Information:
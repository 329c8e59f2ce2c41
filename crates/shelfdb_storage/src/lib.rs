//! # ShelfDB Storage
//!
//! Storage backend trait and file implementation for ShelfDB.
//!
//! This crate provides the lowest-level storage abstraction for ShelfDB.
//! Storage backends are **opaque byte stores** - they do not interpret
//! the data they store.
//!
//! ## Design Principles
//!
//! - Backends are simple byte stores (read, append, flush)
//! - No knowledge of ShelfDB record framing, WAL files, or segments
//! - Backends are short-lived scoped handles: the engine opens one per
//!   WAL/segment/index file operation and drops it when done
//! - ShelfDB owns all file format interpretation
//!
//! ## Example
//!
//! ```no_run
//! use shelfdb_storage::{StorageBackend, FileBackend};
//! use std::path::Path;
//!
//! let mut backend = FileBackend::open(Path::new("data.bin")).unwrap();
//! let offset = backend.append(b"hello world").unwrap();
//! let data = backend.read_at(offset, 11).unwrap();
//! assert_eq!(&data, b"hello world");
//! ```

#![deny(unsafe_code)]
#![warn(missing_docs)]

mod backend;
mod error;
mod file;

pub use backend::StorageBackend;
pub use error::{StorageError, StorageResult};
pub use file::FileBackend;
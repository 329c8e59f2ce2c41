//! Append-only segment storage.
//!
//! Documents live in numbered segment files (`data_NNNNNN.bson`). Records
//! are only ever appended; updates write a fresh full record and deletes
//! write a tombstone. The latest record for a document id wins at read
//! time. A segment accepts new inserts until it holds a configured number
//! of live documents, after which writes roll over to the next segment.

mod compaction;
mod store;

pub use compaction::{compact, CompactionStats};
pub use store::SegmentStore;
//! Database configuration.

/// Configuration for opening a database.
#[derive(Debug, Clone)]
pub struct Config {
    /// Whether to create the database root if it doesn't exist.
    pub create_if_missing: bool,

    /// Whether to sync the WAL file on every queued write (safer but slower).
    pub sync_on_write: bool,

    /// Maximum number of live (non-tombstone) records a segment may hold
    /// before inserts roll over to a new segment file.
    pub segment_capacity: usize,
}

impl Default for Config {
    fn default() -> Self {
        Self {
            create_if_missing: true,
            sync_on_write: true,
            segment_capacity: 1000,
        }
    }
}

impl Config {
    /// Creates a new configuration with default values.
    #[must_use]
    pub fn new() -> Self {
        Self::default()
    }

    /// Sets whether to create the database root if missing.
    #[must_use]
    pub const fn create_if_missing(mut self, value: bool) -> Self {
        self.create_if_missing = value;
        self
    }

    /// Sets whether to sync the WAL on every queued write.
    #[must_use]
    pub const fn sync_on_write(mut self, value: bool) -> Self {
        self.sync_on_write = value;
        self
    }

    /// Sets the live-record capacity of a segment file.
    #[must_use]
    pub const fn segment_capacity(mut self, capacity: usize) -> Self {
        self.segment_capacity = capacity;
        self
    }
}

#[cfg(test)]
mod tests {
    use super::*;

    #[test]
    fn default_config() {
        let config = Config::default();
        assert!(config.create_if_missing);
        assert!(config.sync_on_write);
        assert_eq!(config.segment_capacity, 1000);
    }

    #[test]
    fn builder_pattern() {
        let config = Config::new()
            .create_if_missing(false)
            .sync_on_write(false)
            .segment_capacity(16);

        assert!(!config.create_if_missing);
        assert!(!config.sync_on_write);
        assert_eq!(config.segment_capacity, 16);
    }
}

What the task requires: Each line above should be output exactly as written.

Reply:
repository 329c8e59f2ce2c41
filename crates/shelfdb_storage/src/lib.rs
//! # ShelfDB Storage
//!
//! Storage backend trait and file implementation for ShelfDB.
//!
//! This crate provides the lowest-level storage abstraction for ShelfDB.
//! Storage backends are **opaque byte stores** - they do not interpret
//! the data they store.
//!
//! ## Design Principles
//!
//! - Backends are simple byte stores (read, append, flush)
//! - No knowledge of ShelfDB record framing, WAL files, or segments
//! - Backends are short-lived scoped handles: the engine opens one per
//!   WAL/segment/index file operation and drops it when done
//! - ShelfDB owns all file format interpretation
//!
//! ## Example
//!
//! ```no_run
//! use shelfdb_storage::{StorageBackend, FileBackend};
//! use std::path::Path;
//!
//! let mut backend = FileBackend::open(Path::new("data.bin")).unwrap();
//! let offset = backend.append(b"hello world").unwrap();
//! let data = backend.read_at(offset, 11).unwrap();
//! assert_eq!(&data, b"hello world");
//! ```

#![deny(unsafe_code)]
#![warn(missing_docs)]

mod backend;
mod error;
mod file;

pub use backend::StorageBackend;
pub use error::{StorageError, StorageResult};
pub use file::FileBackend;
repository 329c8e59f2ce2c41
//! Append-only segment storage.
//!
//! Documents live in numbered segment files (`data_NNNNNN.bson`). Records
//! are only ever appended; updates write a fresh full record and deletes
//! write a tombstone. The latest record for a document id wins at read
//! time. A segment accepts new inserts until it holds a configured number
//! of live documents, after which writes roll over to the next segment.

mod compaction;
mod store;

pub use compaction::{compact, CompactionStats};
pub use store::SegmentStore;
//! Database configuration.

/// Configuration for opening a database.
#[derive(Debug, Clone)]
pub struct Config {
    /// Whether to create the database root if it doesn't exist.
    pub create_if_missing: bool,

    /// Whether to sync the WAL file on every queued write (safer but slower).
    pub sync_on_write: bool,

    /// Maximum number of live (non-tombstone) records a segment may hold
    /// before inserts roll over to a new segment file.
    pub segment_capacity: usize,
}

impl Default for Config {
    fn default() -> Self {
        Self {
            create_if_missing: true,
            sync_on_write: true,
            segment_capacity: 1000,
        }
    }
}

impl Config {
    /// Creates a new configuration with default values.
    #[must_use]
    pub fn new() -> Self {
        Self::default()
    }

    /// Sets whether to create the database root if missing.
    #[must_use]
    pub const fn create_if_missing(mut self, value: bool) -> Self {
        self.create_if_missing = value;
        self
    }

    /// Sets whether to sync the WAL on every queued write.
    #[must_use]
    pub const fn sync_on_write(mut self, value: bool) -> Self {
        self.sync_on_write = value;
        self
    }

    /// Sets the live-record capacity of a segment file.
    #[must_use]
    pub const fn segment_capacity(mut self, capacity: usize) -> Self {
        self.segment_capacity = capacity;
        self
    }
}

#[cfg(test)]
mod tests {
    use super::*;

    #[test]
    fn default_config() {
        let config = Config::default();
        assert!(config.create_if_missing);
        assert!(config.sync_on_write);
        assert_eq!(config.segment_capacity, 1000);
    }

    #[test]
    fn builder_pattern() {
        let config = Config::new()
            .create_if_missing(false)
            .sync_on_write(false)
            .segment_capacity(16);

        assert!(!config.create_if_missing);
        assert!(!config.sync_on_write);
        assert_eq!(config.segment_capacity, 16);
    }
}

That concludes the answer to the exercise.